Thursday, July 16, 2015

The Martian by Andy Weir



“…every human being has a basic instinct to help each other out.  It might not seem that way sometimes, but it’s true.

If a hiker gets lost in the mountains, people will coordinate a search.  If a train crashes, people will line up to give blood.  If an earthquake levels a city, people all over the world will send emergency supplies.  This is so fundamentally human that it’s found in every culture without exception.  Yes, there are assholes who just don’t care, but they’re massively outnumbered by the people who do.”   

--Mark Watney, The Martian (Andy Weir)

That quote is central to the theme of this novel.  It’s also a tagline on the upcoming movie poster and a voice over in the trailer that’s currently accompanying Jurassic World.  I saw said preview and nudged my husband that we would be going to see it come October.  That being said, I have a rule for my son and I: you have to read the book before you watch the movie!  And, so I did.

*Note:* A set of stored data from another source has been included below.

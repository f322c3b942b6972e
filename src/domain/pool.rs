//! Funding pool backing one episode.

use std::fmt;
use std::str::FromStr;

use chrono::{DateTime, Utc};
use serde::{Deserialize, Serialize};
use utoipa::ToSchema;

use super::catalog::{Category, Icon, Money, UnknownVariant};
use super::entity_store::{Entity, touch};

/// Lifecycle stage of a pool. Pools have no `completed` stage.
#[derive(Debug, Clone, Copy, PartialEq, Eq, Hash, Serialize, Deserialize, ToSchema)]
#[serde(rename_all = "lowercase")]
pub enum PoolStatus {
    /// Accepting members.
    Recruiting,
    /// Coverage running.
    Active,
    /// Paying out.
    Settling,
}

impl PoolStatus {
    /// Returns the wire name of the status.
    #[must_use]
    pub const fn as_str(&self) -> &'static str {
        match self {
            Self::Recruiting => "recruiting",
            Self::Active => "active",
            Self::Settling => "settling",
        }
    }
}

impl fmt::Display for PoolStatus {
    fn fmt(&self, f: &mut fmt::Formatter<'_>) -> fmt::Result {
        f.write_str(self.as_str())
    }
}

impl FromStr for PoolStatus {
    type Err = UnknownVariant;

    fn from_str(s: &str) -> Result<Self, Self::Err> {
        match s {
            "recruiting" => Ok(Self::Recruiting),
            "active" => Ok(Self::Active),
            "settling" => Ok(Self::Settling),
            other => Err(UnknownVariant::new("pool status", other)),
        }
    }
}

/// Required fields for creating a [`Pool`].
#[derive(Debug, Clone)]
pub struct PoolDraft {
    /// Pool identifier.
    pub id: String,
    /// Episode this pool funds.
    pub event_id: String,
    /// Insured event kind.
    pub category: Category,
    /// Initial status.
    pub status: PoolStatus,
    /// Display title.
    pub title: String,
    /// Longer description.
    pub description: String,
    /// Human-readable coverage rule.
    pub coverage_condition: String,
    /// Premium each member pays.
    pub premium: Money,
    /// Maximum payout per member.
    pub max_payout: Money,
    /// Funding target.
    pub pool_target: f64,
    /// When the pool ends.
    pub end_date: DateTime<Utc>,
    /// Display icon.
    pub icon: Icon,
}

/// Aggregate root for a funding pool.
///
/// Membership only grows: [`Pool::add_member`] bumps `members` and
/// `pool_size` together.
#[derive(Debug, Clone, PartialEq)]
pub struct Pool {
    id: String,
    event_id: String,
    category: Category,
    status: PoolStatus,
    title: String,
    description: String,
    coverage_condition: String,
    premium: Money,
    max_payout: Money,
    members: u32,
    pool_size: f64,
    pool_target: f64,
    end_date: DateTime<Utc>,
    icon: Icon,
    created_at: DateTime<Utc>,
    updated_at: DateTime<Utc>,
}

impl Pool {
    /// Creates an empty pool (no members, zero size).
    #[must_use]
    pub fn new(draft: PoolDraft) -> Self {
        let now = Utc::now();
        Self {
            id: draft.id,
            event_id: draft.event_id,
            category: draft.category,
            status: draft.status,
            title: draft.title,
            description: draft.description,
            coverage_condition: draft.coverage_condition,
            premium: draft.premium,
            max_payout: draft.max_payout,
            members: 0,
            pool_size: 0.0,
            pool_target: draft.pool_target,
            end_date: draft.end_date,
            icon: draft.icon,
            created_at: now,
            updated_at: now,
        }
    }

    /// Pool identifier.
    #[must_use]
    pub fn id(&self) -> &str {
        &self.id
    }

    /// Episode this pool funds.
    #[must_use]
    pub fn event_id(&self) -> &str {
        &self.event_id
    }

    /// Insured event kind.
    #[must_use]
    pub const fn category(&self) -> Category {
        self.category
    }

    /// Current status.
    #[must_use]
    pub const fn status(&self) -> PoolStatus {
        self.status
    }

    /// Display title.
    #[must_use]
    pub fn title(&self) -> &str {
        &self.title
    }

    /// Longer description.
    #[must_use]
    pub fn description(&self) -> &str {
        &self.description
    }

    /// Coverage rule text.
    #[must_use]
    pub fn coverage_condition(&self) -> &str {
        &self.coverage_condition
    }

    /// Premium amount and currency.
    #[must_use]
    pub const fn premium(&self) -> &Money {
        &self.premium
    }

    /// Maximum payout amount and currency.
    #[must_use]
    pub const fn max_payout(&self) -> &Money {
        &self.max_payout
    }

    /// Number of members who joined.
    #[must_use]
    pub const fn members(&self) -> u32 {
        self.members
    }

    /// Sum of all member contributions.
    #[must_use]
    pub const fn pool_size(&self) -> f64 {
        self.pool_size
    }

    /// Funding target.
    #[must_use]
    pub const fn pool_target(&self) -> f64 {
        self.pool_target
    }

    /// When the pool ends.
    #[must_use]
    pub const fn end_date(&self) -> DateTime<Utc> {
        self.end_date
    }

    /// Display icon.
    #[must_use]
    pub const fn icon(&self) -> Icon {
        self.icon
    }

    /// Creation timestamp.
    #[must_use]
    pub const fn created_at(&self) -> DateTime<Utc> {
        self.created_at
    }

    /// Timestamp of the last mutation.
    #[must_use]
    pub const fn updated_at(&self) -> DateTime<Utc> {
        self.updated_at
    }

    /// Records a new member contributing `contribution`.
    ///
    /// Callers validate that `contribution` is finite and non-negative;
    /// see `PoolRepository::add_member`.
    pub fn add_member(&mut self, contribution: f64) {
        self.members = self.members.saturating_add(1);
        self.pool_size += contribution;
        self.updated_at = touch(self.created_at);
    }

    /// Moves the pool to `status`.
    pub fn update_status(&mut self, status: PoolStatus) {
        self.status = status;
        self.updated_at = touch(self.created_at);
    }
}

impl Entity for Pool {
    const KIND: &'static str = "pool";

    fn id(&self) -> &str {
        &self.id
    }
}

#[cfg(test)]
pub(crate) mod tests {
    use chrono::TimeZone;

    use super::*;

    pub(crate) fn draft(id: &str, event_id: &str, status: PoolStatus) -> PoolDraft {
        PoolDraft {
            id: id.to_string(),
            event_id: event_id.to_string(),
            category: Category::FlightDelay,
            status,
            title: format!("pool {id}"),
            description: "ICN-NRT departures".to_string(),
            coverage_condition: "Delay of 2h or more".to_string(),
            premium: Money::new(15_000.0, "KRW"),
            max_payout: Money::new(300_000.0, "KRW"),
            pool_target: 3_000_000.0,
            end_date: Utc
                .with_ymd_and_hms(2025, 1, 15, 0, 0, 0)
                .single()
                .unwrap_or_default(),
            icon: Icon::Plane,
        }
    }

    #[test]
    fn new_pool_is_empty() {
        let pool = Pool::new(draft("1", "ke902", PoolStatus::Recruiting));
        assert_eq!(pool.members(), 0);
        assert!(pool.pool_size().abs() < f64::EPSILON);
    }

    #[test]
    fn add_member_bumps_count_and_size() {
        let mut pool = Pool::new(draft("1", "ke902", PoolStatus::Recruiting));
        pool.add_member(15_000.0);
        pool.add_member(5_000.0);
        assert_eq!(pool.members(), 2);
        assert!((pool.pool_size() - 20_000.0).abs() < f64::EPSILON);
        assert!(pool.updated_at() >= pool.created_at());
    }

    #[test]
    fn status_parse_rejects_completed() {
        assert_eq!("settling".parse(), Ok(PoolStatus::Settling));
        assert!("completed".parse::<PoolStatus>().is_err());
    }
}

I am so glad I did!  This was a GREAT book.  I read it in one sitting while my son was at EcoCamp at the beach.  There is just enough science for the space geeks but not enough to make chem haters close the cover.  There’s math and real world (well, not really since we are on Mars…more on that in a sec) word problems.  There’s a whole lot of profanity and telling the government to go scratch.  It reads like a 100% true memoir, and if manned travel to Mars already existed, I’d really believe this to be an autobiographical account.  I laughed, I wanted to punch a character, and I cried.  That makes an awesome book right there.

As for the plot, the movie trailer does a pretty good summation and that was my hook into reading this.  Mark Watney is an American astronaut.  He’s part of a manned mission to Mars, the Ares 3.  A dust storm blows up in which Watney is injured and believed dead.  His crew takes off, not knowing he is very much alive.  He knows the next manned mission will not reach him for another 4 years, but he only has supplies for 1.  He deals with all sorts of renderings of Murphy’s Law the red planet tries to chuck at him (and there is some serious sarcastic wit; my kinda man!). 

When the Ares 3 crew members find out Watney is alive, they face a choice: leave him for NASA to deal with in a much safer manner (knowing they will not reach him until 15 days after he runs out of supplies) or make a daring, and ordered against by everyone up to the President, rescue mission that could kill them all. 

Definitely read this one!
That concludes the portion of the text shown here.